About this task ▸ Count the lines in the records beneath this task that contain the string "FrameReceiver", then give the count by itself.

Records drawn from a dataset ▸
#####

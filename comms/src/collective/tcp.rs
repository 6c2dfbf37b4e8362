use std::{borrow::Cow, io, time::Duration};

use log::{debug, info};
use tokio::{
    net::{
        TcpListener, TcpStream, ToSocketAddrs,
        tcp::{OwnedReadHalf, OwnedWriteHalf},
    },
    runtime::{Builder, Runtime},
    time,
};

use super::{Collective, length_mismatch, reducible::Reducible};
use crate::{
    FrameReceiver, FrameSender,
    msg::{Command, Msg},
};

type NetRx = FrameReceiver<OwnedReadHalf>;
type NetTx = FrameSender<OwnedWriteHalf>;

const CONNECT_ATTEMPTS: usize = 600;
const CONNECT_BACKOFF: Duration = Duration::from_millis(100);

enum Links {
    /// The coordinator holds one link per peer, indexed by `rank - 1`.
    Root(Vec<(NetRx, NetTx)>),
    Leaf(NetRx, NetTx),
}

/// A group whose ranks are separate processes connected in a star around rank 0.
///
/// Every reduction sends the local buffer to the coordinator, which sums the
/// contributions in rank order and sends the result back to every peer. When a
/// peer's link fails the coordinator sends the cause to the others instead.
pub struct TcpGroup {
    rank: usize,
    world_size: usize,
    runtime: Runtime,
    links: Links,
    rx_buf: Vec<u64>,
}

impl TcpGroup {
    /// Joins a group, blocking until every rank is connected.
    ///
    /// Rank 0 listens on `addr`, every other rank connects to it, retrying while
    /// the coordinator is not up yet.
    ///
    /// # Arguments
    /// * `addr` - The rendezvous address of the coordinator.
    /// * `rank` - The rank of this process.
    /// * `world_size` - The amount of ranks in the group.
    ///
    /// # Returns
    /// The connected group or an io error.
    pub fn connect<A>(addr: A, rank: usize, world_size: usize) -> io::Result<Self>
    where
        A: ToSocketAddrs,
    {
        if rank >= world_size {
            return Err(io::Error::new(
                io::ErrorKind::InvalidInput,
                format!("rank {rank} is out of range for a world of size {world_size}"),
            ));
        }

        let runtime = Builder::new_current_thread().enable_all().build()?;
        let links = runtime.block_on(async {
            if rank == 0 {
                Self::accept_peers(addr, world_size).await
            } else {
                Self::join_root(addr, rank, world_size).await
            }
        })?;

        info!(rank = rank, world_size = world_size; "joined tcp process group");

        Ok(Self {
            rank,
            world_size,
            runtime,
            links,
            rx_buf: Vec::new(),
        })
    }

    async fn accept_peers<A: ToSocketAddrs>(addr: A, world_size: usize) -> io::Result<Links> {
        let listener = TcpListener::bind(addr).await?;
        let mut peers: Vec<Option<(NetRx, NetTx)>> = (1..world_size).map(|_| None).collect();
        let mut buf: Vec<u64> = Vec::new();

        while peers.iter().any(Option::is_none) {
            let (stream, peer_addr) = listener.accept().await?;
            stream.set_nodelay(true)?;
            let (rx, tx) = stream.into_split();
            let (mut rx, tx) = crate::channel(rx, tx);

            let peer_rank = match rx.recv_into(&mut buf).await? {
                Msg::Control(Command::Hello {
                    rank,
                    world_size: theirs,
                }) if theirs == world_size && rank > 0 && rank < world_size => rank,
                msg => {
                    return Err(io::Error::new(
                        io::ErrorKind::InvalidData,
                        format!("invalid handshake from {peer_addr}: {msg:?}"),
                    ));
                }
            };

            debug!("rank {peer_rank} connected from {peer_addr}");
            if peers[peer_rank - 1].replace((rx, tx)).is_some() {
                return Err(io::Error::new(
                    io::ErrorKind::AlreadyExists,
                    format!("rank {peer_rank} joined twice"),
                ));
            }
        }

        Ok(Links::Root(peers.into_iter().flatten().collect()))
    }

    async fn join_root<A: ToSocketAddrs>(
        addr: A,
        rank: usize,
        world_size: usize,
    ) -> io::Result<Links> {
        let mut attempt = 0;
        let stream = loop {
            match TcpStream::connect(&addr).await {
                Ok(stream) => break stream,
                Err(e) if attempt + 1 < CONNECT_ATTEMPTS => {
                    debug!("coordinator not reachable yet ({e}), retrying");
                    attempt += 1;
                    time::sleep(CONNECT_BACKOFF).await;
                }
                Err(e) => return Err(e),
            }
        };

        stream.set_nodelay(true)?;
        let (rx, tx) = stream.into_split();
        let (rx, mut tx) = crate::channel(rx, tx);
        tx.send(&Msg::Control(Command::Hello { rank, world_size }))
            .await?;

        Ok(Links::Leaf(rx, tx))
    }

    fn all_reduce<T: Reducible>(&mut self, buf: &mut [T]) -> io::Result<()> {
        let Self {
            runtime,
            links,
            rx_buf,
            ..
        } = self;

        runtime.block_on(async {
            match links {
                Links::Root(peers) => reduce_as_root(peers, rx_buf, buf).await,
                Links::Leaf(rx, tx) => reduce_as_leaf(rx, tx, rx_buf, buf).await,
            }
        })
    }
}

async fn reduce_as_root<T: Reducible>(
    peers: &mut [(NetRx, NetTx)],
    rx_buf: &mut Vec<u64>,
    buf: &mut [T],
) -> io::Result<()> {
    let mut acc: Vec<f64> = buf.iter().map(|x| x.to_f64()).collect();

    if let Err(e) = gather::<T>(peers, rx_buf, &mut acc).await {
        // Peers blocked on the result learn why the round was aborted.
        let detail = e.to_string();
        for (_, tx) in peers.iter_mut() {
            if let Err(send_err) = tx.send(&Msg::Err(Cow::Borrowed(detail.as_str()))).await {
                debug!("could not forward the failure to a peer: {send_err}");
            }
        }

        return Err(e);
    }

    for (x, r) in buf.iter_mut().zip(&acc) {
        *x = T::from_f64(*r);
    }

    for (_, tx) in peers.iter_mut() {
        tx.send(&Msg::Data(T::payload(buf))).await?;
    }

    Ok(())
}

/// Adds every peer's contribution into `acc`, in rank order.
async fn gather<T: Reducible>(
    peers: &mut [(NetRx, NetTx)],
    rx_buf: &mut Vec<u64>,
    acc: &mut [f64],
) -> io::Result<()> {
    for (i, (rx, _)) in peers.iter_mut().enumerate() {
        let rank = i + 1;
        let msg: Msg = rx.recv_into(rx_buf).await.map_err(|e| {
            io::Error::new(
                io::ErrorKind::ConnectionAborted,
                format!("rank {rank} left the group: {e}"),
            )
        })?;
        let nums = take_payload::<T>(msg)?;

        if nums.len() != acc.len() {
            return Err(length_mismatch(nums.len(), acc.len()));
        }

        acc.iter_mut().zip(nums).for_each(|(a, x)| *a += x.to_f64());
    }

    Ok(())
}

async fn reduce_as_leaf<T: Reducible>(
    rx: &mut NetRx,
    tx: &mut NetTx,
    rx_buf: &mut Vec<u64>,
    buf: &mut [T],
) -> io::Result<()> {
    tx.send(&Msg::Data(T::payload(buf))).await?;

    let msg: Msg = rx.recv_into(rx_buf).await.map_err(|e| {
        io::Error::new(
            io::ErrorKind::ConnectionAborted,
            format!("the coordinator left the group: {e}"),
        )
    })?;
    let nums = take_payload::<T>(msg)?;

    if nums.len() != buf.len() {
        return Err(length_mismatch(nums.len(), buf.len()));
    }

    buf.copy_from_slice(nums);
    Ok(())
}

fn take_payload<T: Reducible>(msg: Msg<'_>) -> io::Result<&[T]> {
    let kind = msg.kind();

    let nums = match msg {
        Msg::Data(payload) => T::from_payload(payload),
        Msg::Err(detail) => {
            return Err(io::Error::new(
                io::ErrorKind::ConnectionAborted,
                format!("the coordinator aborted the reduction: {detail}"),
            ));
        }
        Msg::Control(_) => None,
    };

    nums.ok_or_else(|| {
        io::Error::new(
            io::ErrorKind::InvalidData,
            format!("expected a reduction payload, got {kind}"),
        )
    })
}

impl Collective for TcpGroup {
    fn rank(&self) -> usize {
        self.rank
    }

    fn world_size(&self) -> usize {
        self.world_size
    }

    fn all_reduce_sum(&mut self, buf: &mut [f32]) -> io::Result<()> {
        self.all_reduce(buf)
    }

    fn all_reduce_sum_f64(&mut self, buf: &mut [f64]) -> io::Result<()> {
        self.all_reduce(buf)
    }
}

#####

Response area ▸ 2